How I’m surviving my first year as adviser: Online Comments

I’m a first-year adviser of an online-only student newspaper at a suburban Chicago school of roughly 2,500 students. I began the school year with five students in my newspaper production class; this semester, it’s up 50%. I supervise about 10 other students, who work for the paper extracurricularly, during free periods and lunch and after school. I am envious of Jim Streisel and his extremely large staff.

We use WordPress as our CMS (who doesn’t?). We receive an average of 23,000 page views a month, and currently have more than 350 comments posted, since we launched September 20, 2010. We have a Facebook, a Twitter, a tumblr. I’ve already had to pull two things: a news article and a video–per my principal’s orders. And our school has had its share of hard news stories this year, including: a visit from members of the Westboro Baptist Church, a teacher arrested for drunk driving and drug possession, planned teacher and course cuts, and a controversial turnabout dance theme that had our Facebook page buzzing. (Guess what story I had to pull?)

Every day I think: I love this job. And then I think: What have I gotten into? I worry about the next tumblr post that may get me fired–yet, I still allow it. I worry about getting it right when we’re under a self-imposed daily deadline. I live in fear of our incessant commenter who copy edits for us and always lets us know when we’ve spelled someone’s name wrong. (Note to self: get this kid on staff!). I wonder if I’m teaching my students anything when we’re so busy producing the news.

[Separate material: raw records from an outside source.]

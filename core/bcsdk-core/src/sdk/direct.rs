//! Direct mode: the page owns the session and talks to `cdApi`.

use std::rc::Rc;

use bcsdk_protocol::{DirectConfiguration, OutboundMessage};
use tracing::{error, warn};

use super::{guarded, CallOutcome, CdApi, DeliveryMode, SdkGlobals, SessionSdk};
use crate::error::SdkFault;

const GLOBAL: &str = "cdApi";

/// Receives what `window.postMessage` would deliver.
pub trait MessageSink {
    fn post_message(&self, message: &OutboundMessage, target_origin: &str) -> Result<(), SdkFault>;
}

/// `cdApi` as the loader script defines it: every operation becomes a window
/// message to the same origin.
pub struct WindowCdApi {
    sink: Rc<dyn MessageSink>,
    origin: String,
    configuration: DirectConfiguration,
}

impl WindowCdApi {
    pub fn new(
        sink: Rc<dyn MessageSink>,
        origin: impl Into<String>,
        configuration: DirectConfiguration,
    ) -> Self {
        WindowCdApi {
            sink,
            origin: origin.into(),
            configuration,
        }
    }
}

impl CdApi for WindowCdApi {
    fn get_configurations(&self) -> Result<DirectConfiguration, SdkFault> {
        Ok(self.configuration.clone())
    }

    fn post_message(&self, message: OutboundMessage) -> Result<(), SdkFault> {
        message
            .validate()
            .map_err(|info| SdkFault::new(info.to_string()))?;
        self.sink.post_message(&message, &self.origin)
    }

    fn change_context(&self, context: &str) -> Result<(), SdkFault> {
        self.post_message(OutboundMessage::context_change(context))
    }

    fn start_new_session(&self, csid: &str) -> Result<(), SdkFault> {
        self.post_message(OutboundMessage::reset_session(csid))
    }

    fn set_customer_session_id(&self, csid: &str) -> Result<(), SdkFault> {
        self.post_message(OutboundMessage::set_csid(csid))
    }

    fn set_customer_brand(&self, brand: &str) -> Result<(), SdkFault> {
        self.post_message(OutboundMessage::set_customer_brand(brand))
    }
}

#[derive(Debug, Clone)]
pub struct DirectAdapter {
    globals: SdkGlobals,
}

impl DirectAdapter {
    pub fn new(globals: SdkGlobals) -> Self {
        DirectAdapter { globals }
    }

    /// Asks the SDK to reset its session under `csid`.
    pub fn start_new_session(&self, csid: &str) -> CallOutcome {
        guarded(GLOBAL, "startNewSession", self.globals.cd_api(), |api| {
            api.start_new_session(csid)
        })
    }

    pub fn configurations(&self) -> Option<DirectConfiguration> {
        let Some(api) = self.globals.cd_api() else {
            warn!(global = GLOBAL, operation = "getConfigurations", "SDK global does not exist");
            return None;
        };
        match api.get_configurations() {
            Ok(configuration) => Some(configuration),
            Err(fault) => {
                error!(global = GLOBAL, operation = "getConfigurations", error = %fault, "SDK call failed");
                None
            }
        }
    }
}

impl SessionSdk for DirectAdapter {
    fn mode(&self) -> DeliveryMode {
        DeliveryMode::Direct
    }

    fn is_available(&self) -> bool {
        self.globals.cd_api().is_some()
    }

    fn set_customer_session_id(&self, csid: &str) -> CallOutcome {
        guarded(GLOBAL, "setCustomerSessionId", self.globals.cd_api(), |api| {
            api.set_customer_session_id(csid)
        })
    }

    fn change_context(&self, context: &str) -> CallOutcome {
        guarded(GLOBAL, "changeContext", self.globals.cd_api(), |api| {
            api.change_context(context)
        })
    }

    fn set_customer_brand(&self, brand: &str) -> CallOutcome {
        guarded(GLOBAL, "setCustomerBrand", self.globals.cd_api(), |api| {
            api.set_customer_brand(brand)
        })
    }
}

#[cfg(test)]
mod tests {
    use super::*;
    use crate::config::ClientConfig;
    use crate::sdk::RecordingSink;

    fn installed() -> (DirectAdapter, RecordingSink) {
        let globals = SdkGlobals::new();
        let sink = RecordingSink::new();
        globals.install_cd_api(Rc::new(WindowCdApi::new(
            Rc::new(sink.clone()),
            "https://bank.example",
            ClientConfig::default().direct_configuration(),
        )));
        (DirectAdapter::new(globals), sink)
    }

    #[test]
    fn test_operations_post_window_messages() {
        let (adapter, sink) = installed();

        assert!(adapter.set_customer_session_id("DEMO_1").is_delivered());
        assert!(adapter.change_context("Login").is_delivered());
        assert!(adapter.set_customer_brand("gold").is_delivered());
        assert!(adapter.start_new_session("DEMO_2").is_delivered());

        assert_eq!(
            sink.messages(),
            vec![
                OutboundMessage::set_csid("DEMO_1"),
                OutboundMessage::context_change("Login"),
                OutboundMessage::set_customer_brand("gold"),
                OutboundMessage::reset_session("DEMO_2"),
            ]
        );
        assert_eq!(sink.origins(), vec!["https://bank.example"; 4]);
    }

    #[test]
    fn test_missing_cd_api_is_unavailable() {
        let adapter = DirectAdapter::new(SdkGlobals::new());
        assert!(!adapter.is_available());
        assert_eq!(
            adapter.change_context("Login"),
            CallOutcome::Unavailable { global: "cdApi" }
        );
        assert!(adapter.configurations().is_none());
    }

    #[test]
    fn test_sink_fault_becomes_failed_outcome() {
        let (adapter, sink) = installed();
        sink.fail_with("postMessage blocked");
        match adapter.set_customer_session_id("DEMO_1") {
            CallOutcome::Failed { operation, fault } => {
                assert_eq!(operation, "setCustomerSessionId");
                assert_eq!(fault.message, "postMessage blocked");
            }
            other => panic!("unexpected outcome: {:?}", other),
        }
    }

    #[test]
    fn test_invalid_message_rejected_before_posting() {
        let (adapter, sink) = installed();
        assert!(matches!(
            adapter.set_customer_session_id(""),
            CallOutcome::Failed { .. }
        ));
        assert!(sink.messages().is_empty());
    }

    #[test]
    fn test_configurations_from_installed_api() {
        let (adapter, _sink) = installed();
        let configuration = adapter.configurations().unwrap();
        assert_eq!(configuration.max_shadow_depth, 25);
    }
}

So with this column/blog, I thought I’d post every few weeks about the trials and tribulations of first-year advising. I’m hoping to give advice (especially to those of you who are thinking about going online) and receive it. And I’m hoping my issues are your issues–and this series can be a springboard for discussion. How can we do this job better–and more efficiently? Without tears.

This week’s dilemma:

COMMENTS! Ugh. I love them, but they are soon becoming the bane of my existence, especially as our student body comments more and more. At the beginning of the year, we made our students register/login to comment. Then we realized that this scared many people away, so we went to the simple, give-us-a-name-and-email method. But recently some students have been impersonating another student–to be funny or to get him in trouble, I’m not sure which. Once I caught on, I deleted the comments; however, I’m wondering if anyone else has had to deal with this? What did you do?

How do you manage comments in general? What are your comment policies? And what’s your advice to those of us new to this Pandora’s box of sorts?